The hallmarks of leucocyte adhesion deficiency (LAD) are defects in the leucocyte adhesion process,
marked leukocytosis and recurrent infections. These molecular and clinical manifestations result from an
impaired step in the inflammatory process, namely, the emigration of leukocytes from the blood vessels to
sites of infection, which requires adhesion of leukocytes to the endothelium. In the last 20 years, three
distinctive defects in the leucocyte adhesion cascade, involving several precise ordered steps such as
rolling, integrin activation and firm adhesion of the leukocytes have been described. While LAD I and II are
clearly autosomal recessive disorders, the mode of inheritance of LAD III is still not clear.
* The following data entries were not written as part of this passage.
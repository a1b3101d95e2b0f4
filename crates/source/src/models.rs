//! Row shapes returned by the Salesforce query API.
//!
//! Only the fields crosscloud selects are modelled. Relationship fields
//! (`LinkedEntity.Name`, `ContentDocument.LatestPublishedVersionId`) arrive
//! as nested objects and may be `null` when the related record is missing or
//! has no such field.

use serde::Deserialize;

/// A `ContentVersion` row: one version of an uploaded file.
#[derive(Debug, Clone, PartialEq, Eq, Deserialize)]
#[serde(rename_all = "PascalCase")]
pub struct ContentVersionRow {
    pub id: String,
    pub title: String,
    /// Relative URL of the binary content, e.g.
    /// `/services/data/v58.0/sobjects/ContentVersion/068.../VersionData`.
    pub version_data: String,
    #[serde(default)]
    pub file_extension: Option<String>,
}

/// A `ContentDocumentLink` row joining a document to the record it is
/// attached to.
#[derive(Debug, Clone, PartialEq, Eq, Deserialize)]
#[serde(rename_all = "PascalCase")]
pub struct ContentDocumentLinkRow {
    pub linked_entity_id: String,
    #[serde(default)]
    pub linked_entity: Option<LinkedEntity>,
    #[serde(default)]
    pub content_document: Option<ContentDocumentRef>,
}

impl ContentDocumentLinkRow {
    /// Id of the latest published version of the linked document, if any.
    pub fn version_id(&self) -> Option<&str> {
        self.content_document.as_ref()?.latest_published_version_id.as_deref().filter(|id| !id.is_empty())
    }

    /// Display name of the linked record, if it has one.
    pub fn entity_name(&self) -> Option<&str> {
        self.linked_entity.as_ref()?.name.as_deref().filter(|name| !name.is_empty())
    }
}

#[derive(Debug, Clone, PartialEq, Eq, Deserialize)]
#[serde(rename_all = "PascalCase")]
pub struct LinkedEntity {
    #[serde(default)]
    pub name: Option<String>,
}

#[derive(Debug, Clone, PartialEq, Eq, Deserialize)]
#[serde(rename_all = "PascalCase")]
pub struct ContentDocumentRef {
    #[serde(default)]
    pub latest_published_version_id: Option<String>,
}

#[cfg(test)]
mod tests {
    use super::*;
    use serde_json::json;

    #[test]
    fn content_version_from_query_record() {
        let row: ContentVersionRow = serde_json::from_value(json!({
            "attributes": { "type": "ContentVersion", "url": "/services/data/v58.0/sobjects/ContentVersion/0681" },
            "Id": "0681",
            "Title": "Resume",
            "VersionData": "/services/data/v58.0/sobjects/ContentVersion/0681/VersionData",
            "FileExtension": "pdf"
        }))
        .unwrap();
        assert_eq!(row.id, "0681");
        assert_eq!(row.title, "Resume");
        assert_eq!(row.file_extension.as_deref(), Some("pdf"));
    }

    #[test]
    fn link_row_with_nested_relationships() {
        let row: ContentDocumentLinkRow = serde_json::from_value(json!({
            "attributes": { "type": "ContentDocumentLink" },
            "LinkedEntityId": "001A",
            "LinkedEntity": { "attributes": { "type": "Name" }, "Name": "Acme Corp" },
            "ContentDocument": { "attributes": { "type": "ContentDocument" }, "LatestPublishedVersionId": "0681" }
        }))
        .unwrap();
        assert_eq!(row.entity_name(), Some("Acme Corp"));
        assert_eq!(row.version_id(), Some("0681"));
    }

    #[test]
    fn link_row_with_null_relationships() {
        let row: ContentDocumentLinkRow = serde_json::from_value(json!({
            "LinkedEntityId": "001B",
            "LinkedEntity": null,
            "ContentDocument": { "LatestPublishedVersionId": null }
        }))
        .unwrap();
        assert_eq!(row.entity_name(), None);
        assert_eq!(row.version_id(), None);
    }
}
mod app;
mod cli;
mod error;
mod logging;
mod server;

use crate::cli::{Cli, Command};
use crate::error::{ErrorKind, Result};
use clap::Parser;
use exn::ResultExt;
use std::io::Write;
use std::process::ExitCode;

#[tokio::main]
async fn main() -> ExitCode {
    let cli = Cli::parse();
    match run(cli).await {
        Ok(()) => ExitCode::SUCCESS,
        Err(err) => {
            eprintln!("{err:?}");
            ExitCode::FAILURE
        },
    }
}

async fn run(cli: Cli) -> Result<()> {
    let mut config = app::load_config(cli.command.config().config.as_deref())?;
    logging::init(&config.logging)?;

    match cli.command {
        Command::Serve(args) => {
            if let Some(bind) = args.bind {
                config.server.bind = bind;
            }
            let migrator = app::migrator(&config).await?;
            server::serve(config.server.bind, migrator).await
        },
        Command::Migrate(args) => {
            let migrator = app::migrator(&config).await?;
            let grantee = args.email.as_deref().filter(|email| !email.is_empty());
            let report = match args.entity_type.as_deref().filter(|entity_type| !entity_type.is_empty()) {
                Some(entity_type) => migrator.migrate_by_entity_type(entity_type, grantee).await,
                None => migrator.migrate_all(grantee).await,
            }
            .or_raise(|| ErrorKind::Migration)?;
            let json = serde_json::to_string_pretty(&report).or_raise(|| ErrorKind::Output)?;
            writeln!(std::io::stdout().lock(), "{json}").or_raise(|| ErrorKind::Output)
        },
    }
}
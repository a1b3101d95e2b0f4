//! Source client trait and implementations.
//!
//! The [`SourceClient`] trait is the whole surface crosscloud needs from the
//! CRM: run a query and get rows back, and download a blob by its locator.

#[cfg(feature = "mock")]
mod mock;
mod salesforce;

#[cfg(feature = "mock")]
pub use self::mock::MockSource;
pub use self::salesforce::{Credentials, DEFAULT_API_VERSION, SalesforceClient};
use crate::error::{ErrorKind, Result};
use async_trait::async_trait;
use exn::ResultExt;
use futures::{Stream, TryStreamExt};
use serde::de::DeserializeOwned;
use serde_json::Value;
use std::pin::Pin;

pub(crate) type RecordStream<'a> = Pin<Box<dyn Stream<Item = Result<Value>> + Send + 'a>>;

/// Query and download capability of the source system.
///
/// Rows are returned as untyped JSON records so the trait stays object safe;
/// use [`query_as`] to deserialize them into one of the
/// [row models](crate::models).
#[async_trait]
pub trait SourceClient: Send + Sync {
    /// Name of the client (used for logging only).
    fn name(&self) -> &str;

    /// Run a query and collect every record across all result pages.
    ///
    /// Default implementation collects [`query_stream()`](Self::query_stream)
    /// into a [`Vec`].
    async fn query(&self, soql: &str) -> Result<Vec<Value>> {
        self.query_stream(soql).try_collect().await
    }

    /// Stream the records of a query, fetching further result pages as the
    /// stream is polled.
    ///
    /// The stream ends after yielding the first error.
    fn query_stream<'a>(&'a self, soql: &'a str) -> RecordStream<'a>;

    /// Download the binary content behind a locator (a `VersionData` URL path).
    ///
    /// The entire body is buffered in memory.
    async fn download(&self, locator: &str) -> Result<Vec<u8>>;
}

/// Run a query and deserialize every record into `T`.
///
/// Returns [`Decode`](ErrorKind::Decode) if any record does not match.
///
/// # Examples
///
/// ```no_run
/// use crosscloud_source::{SourceClient, query_as};
/// use crosscloud_source::models::ContentVersionRow;
/// # async fn example(client: &dyn SourceClient) -> crosscloud_source::error::Result<()> {
/// let rows: Vec<ContentVersionRow> =
///     query_as(client, "SELECT Id, Title, VersionData, FileExtension FROM ContentVersion").await?;
/// # Ok(())
/// # }
/// ```
pub async fn query_as<T: DeserializeOwned>(client: &dyn SourceClient, soql: &str) -> Result<Vec<T>> {
    client
        .query(soql)
        .await?
        .into_iter()
        .map(|record| serde_json::from_value(record).or_raise(|| ErrorKind::Decode))
        .collect()
}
LAD I is due to
structural defects in the integrin molecule, preventing a firm adhesion to occur. In LAD II, the primary
genetic defect is in a specific Golgi GDP-fucose transporter that leads to absence of the selectin ligand on
the leukocyte and a defective rolling. LAD III or LADI/variant, which was last described, is due to defects in
the integrin activation process. All three syndromes are very rare, LAD I being more frequent than LAD II
and III, with LAD I being described in more than 300 patients worldwide and LAD II and III in less than 10
children each. The most important focus should be to control infections. Treatment includes antibiotics and
in many cases bone marrow transplantation.